→ Instructions to follow: For the word "clone", copy every line of the material that includes it.

→ Material shown:
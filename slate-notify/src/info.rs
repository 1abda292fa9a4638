//! notifications.info

use slate_plugin::prelude::*;
use std::sync::Arc;
use tracing::{debug, info};

pub const COMMAND_ID: &str = "notifications.info";
pub const PROMPT_TITLE: &str = "Show Notification";

/// Plugin that registers [`COMMAND_ID`] on activation
pub struct InfoNotifier {
    clock: Arc<dyn Clock>,
}

impl InfoNotifier {
    pub fn new() -> Self {
        Self::with_clock(Arc::new(SystemClock))
    }

    pub fn with_clock(clock: Arc<dyn Clock>) -> Self {
        Self { clock }
    }
}

impl Default for InfoNotifier {
    fn default() -> Self {
        Self::new()
    }
}

#[async_trait]
impl Plugin for InfoNotifier {
    fn meta(&self) -> PluginMeta {
        PluginMeta {
            name: "notify",
            description: "Prompt for a message and show it as a notification",
            version: env!("CARGO_PKG_VERSION"),
        }
    }

    async fn activate(&self, host: &Host) -> PluginResult<()> {
        let activated_at = format_time(self.clock.local_time());
        let command = InfoCommand::new(host, activated_at);

        host.commands().register(CommandId::new(COMMAND_ID)?, Arc::new(command))?;
        info!(command = COMMAND_ID, "notify plugin activated");
        Ok(())
    }
}

/// Handler for [`COMMAND_ID`]. The argument is the prefix put in front of
/// whatever the user types.
pub struct InfoCommand {
    omnibar: Arc<dyn Omnibar>,
    notifications: Arc<dyn Notifications>,
    placeholder: String,
}

impl InfoCommand {
    pub fn new(host: &Host, activated_at: String) -> Self {
        Self {
            omnibar: host.omnibar().clone(),
            notifications: host.notifications().clone(),
            placeholder: format!("what would you like it to say? (activation time {})", activated_at),
        }
    }
}

#[async_trait]
impl CommandHandler for InfoCommand {
    fn description(&self) -> &str {
        "Ask for a message and show it as an info notification"
    }

    async fn call(&self, prefix: &str) -> PluginResult<CommandOutput> {
        let options = InputOptions::new().with_placeholder(self.placeholder.as_str());
        let message = match self.omnibar.show_input(PROMPT_TITLE, options).await? {
            Some(message) if !message.is_empty() => message,
            _ => {
                debug!(command = COMMAND_ID, "input dismissed");
                return Ok(CommandOutput::Null);
            }
        };

        let id = self.notifications.add_info(&format!("{}: {}", prefix, message)).await?;
        Ok(id.into())
    }
}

→ Answer to this exercise:
            omnibar: host.omnibar().clone(),
            notifications: host.notifications().clone(),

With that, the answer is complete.